→ **TASK TO COMPLETE**
From the entries that follow, pick out all lines holding "dependencies".

→ **PROVIDED INFORMATION**
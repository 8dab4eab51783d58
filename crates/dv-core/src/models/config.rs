use std::collections::{BTreeMap, HashMap};
use std::path::PathBuf;
use std::time::Duration;

use serde::Deserialize;

/// Published-image properties for one data source, as listed in the config file.
#[derive(Debug, Clone, Deserialize, Default, PartialEq, Eq)]
pub struct SourceConfig {
    #[serde(rename = "type")]
    pub source_type: Option<String>,
    #[serde(default)]
    pub properties: BTreeMap<String, String>,
    /// Extra build dependencies contributed by this source type.
    #[serde(default)]
    pub dependencies: String,
}

#[derive(Debug, Clone, Deserialize)]
#[serde(default)]
pub struct OrchestratorConfig {
    pub namespace: String,
    pub monitor_delay_ms: u64,
    pub worker_pool_size: usize,
    pub registry_url: String,
    pub registry_connector_id: String,
    pub usage_cache_ttl_secs: u64,
    pub expose_via_3scale: bool,
    pub log_directory: PathBuf,
    /// Also write debug-level lines to the per-service logs.
    pub debug_log: bool,
    pub work_directory: PathBuf,
    pub max_delete_attempts: u32,
    /// Failed remote calls in a row before a publish gives up.
    pub max_poll_failures: u32,
    pub deployment_grace_secs: u64,
    pub build_pod_ready_timeout_secs: u64,
    pub oc_binary: String,
    pub sources: HashMap<String, SourceConfig>,
}

impl Default for OrchestratorConfig {
    fn default() -> Self {
        Self {
            namespace: "default".to_string(),
            monitor_delay_ms: 500,
            worker_pool_size: 3,
            registry_url: "http://syndesis-server/api/v1".to_string(),
            registry_connector_id: "sql".to_string(),
            usage_cache_ttl_secs: 60,
            expose_via_3scale: false,
            log_directory: std::env::temp_dir(),
            debug_log: false,
            work_directory: std::env::temp_dir(),
            max_delete_attempts: 5,
            max_poll_failures: 5,
            deployment_grace_secs: 15,
            build_pod_ready_timeout_secs: 20,
            oc_binary: "oc".to_string(),
            sources: HashMap::new(),
        }
    }
}

impl OrchestratorConfig {
    pub fn monitor_delay(&self) -> Duration {
        Duration::from_millis(self.monitor_delay_ms)
    }

    pub fn usage_cache_ttl(&self) -> Duration {
        Duration::from_secs(self.usage_cache_ttl_secs)
    }

    pub fn deployment_grace(&self) -> Duration {
        Duration::from_secs(self.deployment_grace_secs)
    }

    pub fn build_pod_ready_timeout(&self) -> Duration {
        Duration::from_secs(self.build_pod_ready_timeout_secs)
    }

    /// Wait before the `attempt`-th restart of a failed teardown.
    pub fn delete_backoff(&self, attempt: u32) -> Duration {
        let factor = 1u64 << attempt.min(16);
        self.monitor_delay()
            .saturating_mul(factor as u32)
            .min(Duration::from_secs(30))
    }
}
use std::path::{Path, PathBuf};

use crate::error::{PublishError, Result};
use crate::models::OrchestratorConfig;

pub const CONFIG_FILENAME: &str = ".dv-orchestrator.yaml";

pub fn load(path: &Path) -> Result<OrchestratorConfig> {
    if !path.exists() {
        return Err(PublishError::ConfigNotFound(path.to_path_buf()));
    }
    let contents = std::fs::read_to_string(path)?;
    parse(&contents)
}

pub fn parse(contents: &str) -> Result<OrchestratorConfig> {
    let config: OrchestratorConfig = if contents.trim().is_empty() {
        OrchestratorConfig::default()
    } else {
        serde_yaml::from_str(contents).map_err(|e| PublishError::InvalidConfig(e.to_string()))?
    };
    validate(&config)?;
    Ok(config)
}

fn validate(config: &OrchestratorConfig) -> Result<()> {
    if config.monitor_delay_ms == 0 {
        return Err(PublishError::InvalidConfig(
            "monitor_delay_ms must be greater than zero".into(),
        ));
    }
    if config.worker_pool_size == 0 {
        return Err(PublishError::InvalidConfig(
            "worker_pool_size must be greater than zero".into(),
        ));
    }
    if config.namespace.is_empty() {
        return Err(PublishError::InvalidConfig("namespace is required".into()));
    }
    Ok(())
}

/// Find the config file, walking up from `start` until a `.git` root.
pub fn find(start: &Path) -> Option<PathBuf> {
    let mut dir = start;
    loop {
        let candidate = dir.join(CONFIG_FILENAME);
        if candidate.exists() {
            return Some(candidate);
        }
        if dir.join(".git").exists() {
            return None;
        }
        dir = dir.parent()?;
    }
}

→ **SOLUTION FOR THIS EXERCISE**
    /// Extra build dependencies contributed by this source type.
    pub dependencies: String,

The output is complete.